25 JUNE 1892, Page 17

EAST-END LADS AND POOR MOTHERS.

[To THE EDITOR OF THE " SPECTATOR."]

SIR,—Will you allow me to plead in your paper for two objects worthy of support in this large East-End parish ?

First, the " Working Lads' Industries," where boys from the ages of fourteen to twenty, in work or out of work, can spend their evenings quietly and happily over artistic handiwork, instead of in the London streets, full of temptation and noise.

These workshops have been open for more than four years, and each year the Industries have become more self-sup- porting. Many of the lads, quite of the roughest class, have become teachers in London and country places, and in many of the London missions supported by Public Schools. They have also taught ladies in and near Oxford ; and some of the boys at Radley College have had lessons from one of these East-End teachers. This in itself has been an education to many a rough lad, refining and enlarging his mind as be took his place as teacher to those more cultivated than himself.

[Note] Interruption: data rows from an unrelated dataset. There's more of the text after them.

//! Pool read model.
//!
//! Pools are owned by the surrounding product; the engine only reads enough
//! of one to decide whether it accepts pledges.

use serde::{Deserialize, Serialize};
use uuid::Uuid;

/// Lifecycle of a pooled shipment.
#[derive(Debug, Clone, Copy, PartialEq, Eq, Hash, Serialize, Deserialize)]
#[serde(rename_all = "snake_case")]
pub enum PoolStatus {
    /// Open for pledges.
    Collecting,
    /// Enough interest gathered; container announced.
    Announced,
    /// Container being loaded.
    Loading,
    /// Container at sea.
    Shipped,
    /// Arrived at the port of entry.
    ArrivedPort,
    /// Arrived at the destination depot.
    ArrivedDestination,
    /// Customs cleared.
    Cleared,
    /// Cargo ready for pickup.
    ReadyPickup,
    /// Closed out.
    Closed,
}

impl PoolStatus {
    /// All statuses, in lifecycle order.
    pub const ALL: [Self; 9] = [
        Self::Collecting,
        Self::Announced,
        Self::Loading,
        Self::Shipped,
        Self::ArrivedPort,
        Self::ArrivedDestination,
        Self::Cleared,
        Self::ReadyPickup,
        Self::Closed,
    ];

    /// Pledges are accepted only while the pool is collecting.
    #[must_use]
    pub const fn accepts_pledges(self) -> bool {
        matches!(self, Self::Collecting)
    }

    /// Storage tag for this status.
    #[must_use]
    pub const fn as_tag(self) -> &'static str {
        match self {
            Self::Collecting => "collecting",
            Self::Announced => "announced",
            Self::Loading => "loading",
            Self::Shipped => "shipped",
            Self::ArrivedPort => "arrived_port",
            Self::ArrivedDestination => "arrived_destination",
            Self::Cleared => "cleared",
            Self::ReadyPickup => "ready_pickup",
            Self::Closed => "closed",
        }
    }

    /// Resolves a storage tag.
    #[must_use]
    pub fn from_tag(tag: &str) -> Option<Self> {
        Self::ALL.into_iter().find(|status| status.as_tag() == tag)
    }
}

/// The slice of a pool the intake pipeline needs.
#[derive(Debug, Clone, PartialEq, Serialize, Deserialize)]
pub struct PoolSummary {
    /// Pool identity.
    pub id: Uuid,
    /// Current lifecycle status.
    pub status: PoolStatus,
    /// Display title, used in notifications.
    pub title: String,
}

More than a hundred lads have learned to make artistic articles in iron, wood, and brass; and yet they can laugh, talk, and enjoy themselves over this work, as over a billiard-table or bagatelle-board. Their handiwork was sold last year to the amount of 2375, either at drawing-room sales or by private orders; but we sadly want a small "working capital," to be used when drawing-room sales fail us, or private orders fall off for a time. The rent of the workshops is a heavy burden, and rates and taxes add to our anxieties.

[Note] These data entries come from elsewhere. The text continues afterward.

//! cargopool-daemon entry point.
//!
//! Loads configuration, opens the database, wires the intake pipeline, and
//! serves HTTP until SIGINT/SIGTERM. The daemon runs in the foreground and
//! expects a process supervisor; it does not fork.

use std::net::SocketAddr;
use std::path::PathBuf;
use std::sync::Arc;
use std::time::Duration;

use anyhow::{Context, Result};
use cargopool_core::intake::{IntakeLimits, IntakePipeline};
use cargopool_core::ratelimit::RateLimiterConfig;
use cargopool_daemon::config::DaemonConfig;
use cargopool_daemon::http::{router, AppState};
use cargopool_daemon::notify::EmailNotifier;
use cargopool_daemon::store::SqliteStore;
use clap::Parser;
use tracing::{info, warn};
use tracing_subscriber::EnvFilter;

/// cargopool intake daemon.
#[derive(Parser, Debug)]
#[command(name = "cargopool-daemon")]
#[command(version, about, long_about = None)]
struct Args {
    /// Path to the TOML configuration file.
    #[arg(short, long, default_value = "cargopool.toml")]
    config: PathBuf,

    /// Log filter (tracing `EnvFilter` syntax).
    #[arg(long, default_value = "info")]
    log_level: String,
}

#[tokio::main]
async fn main() -> Result<()> {
    let args = Args::parse();

    let filter = EnvFilter::try_new(&args.log_level).unwrap_or_else(|_| EnvFilter::new("info"));
    tracing_subscriber::fmt().with_env_filter(filter).init();

    let config = if args.config.exists() {
        DaemonConfig::from_file(&args.config)
            .with_context(|| format!("loading {}", args.config.display()))?
    } else {
        info!(path = %args.config.display(), "no config file, using defaults");
        DaemonConfig::default()
    };

    let store = Arc::new(
        SqliteStore::open(&config.database.path)
            .with_context(|| format!("opening {}", config.database.path.display()))?,
    );

    let notifier = match &config.email {
        Some(email) => {
            if email.api_key.is_none() {
                warn!("email section present but no api key: running in stub mode");
            }
            EmailNotifier::new(email.clone())
        },
        None => {
            info!("no email configured: notifications run in stub mode");
            EmailNotifier::new(Default::default())
        },
    };

    let limits = IntakeLimits {
        submit: RateLimiterConfig::per_minute(config.limits.pledges_per_minute),
        preview: RateLimiterConfig::per_minute(config.limits.quotes_per_minute),
    };
    let mut pipeline = IntakePipeline::new(
        store.clone(),
        store.clone(),
        Arc::new(notifier),
        store.clone(),
        limits,
    );
    if let Some(surcharge) = &config.surcharge {
        let rule = surcharge.to_rule().context("resolving surcharge rule")?;
        info!(threshold_lb = rule.threshold_lb, "heavy-item surcharge enabled");
        pipeline = pipeline.with_surcharge(rule);
    }

    if config.admin.token.is_none() {
        info!("no admin token configured: administrative routes disabled");
    }

    let state = AppState {
        pipeline: Arc::new(pipeline),
        store,
        admin_token: config.admin.token.clone(),
    };

    let app = router(state);
    let listener = tokio::net::TcpListener::bind(config.server.bind)
        .await
        .with_context(|| format!("binding {}", config.server.bind))?;
    info!(addr = %config.server.bind, "cargopool-daemon listening");

    axum::serve(
        listener,
        app.into_make_service_with_connect_info::<SocketAddr>(),
    )
    .with_graceful_shutdown(shutdown_signal())
    .await
    .context("http server failed")?;

    // Give spawned notification sends a moment to drain.
    tokio::time::sleep(Duration::from_millis(100)).await;
    info!("shut down cleanly");
    Ok(())
}

async fn shutdown_signal() {
    let ctrl_c = async {
        if let Err(err) = tokio::signal::ctrl_c().await {
            warn!(error = %err, "failed to install ctrl-c handler");
        }
    };

    #[cfg(unix)]
    let terminate = async {
        match tokio::signal::unix::signal(tokio::signal::unix::SignalKind::terminate()) {
            Ok(mut sig) => {
                sig.recv().await;
            },
            Err(err) => {
                warn!(error = %err, "failed to install SIGTERM handler");
                std::future::pending::<()>().await;
            },
        }
    };

    #[cfg(not(unix))]
    let terminate = std::future::pending::<()>();

    tokio::select! {
        () = ctrl_c => info!("received ctrl-c, shutting down"),
        () = terminate => info!("received SIGTERM, shutting down"),
    }
}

May I ask your readers kindly to help me to place these industries on a firmer footing, so that our classes, dear to many Bethnal Green lads, may be carried on still more suc- cessfully, and so that in times of " no work " and scanty wages, they can earn a little to help those at home, without being pauperised by gifts of charity?

Secondly, may I plead for a little help to enable me to take a group of poor toilworn mothers into the country for a day's fresh air and happiness ? We have six mothers' meetings in the parish, and I think all the others have now secured for them the longed-for summer excursion. I am very anxious that this one group should not be left out in the cold. But our resources are exhausted, and if these mothers are not to lose their day of refreshing joy, we must get a little help from friends beyond the parish. I am sure that some of those looking forward to their own holiday will gladly spare us a little gift, and a little gift will make all the difference, to enable us to take these fifty poor women away from the London heat and glare, to spend their one day in the pleasant air and amid. beautiful sights and sounds.—I am, Sir, &c.,

GERTR TIDE BROMBY.

St. John's Vicarage, Bethnal Green, E., June 20th.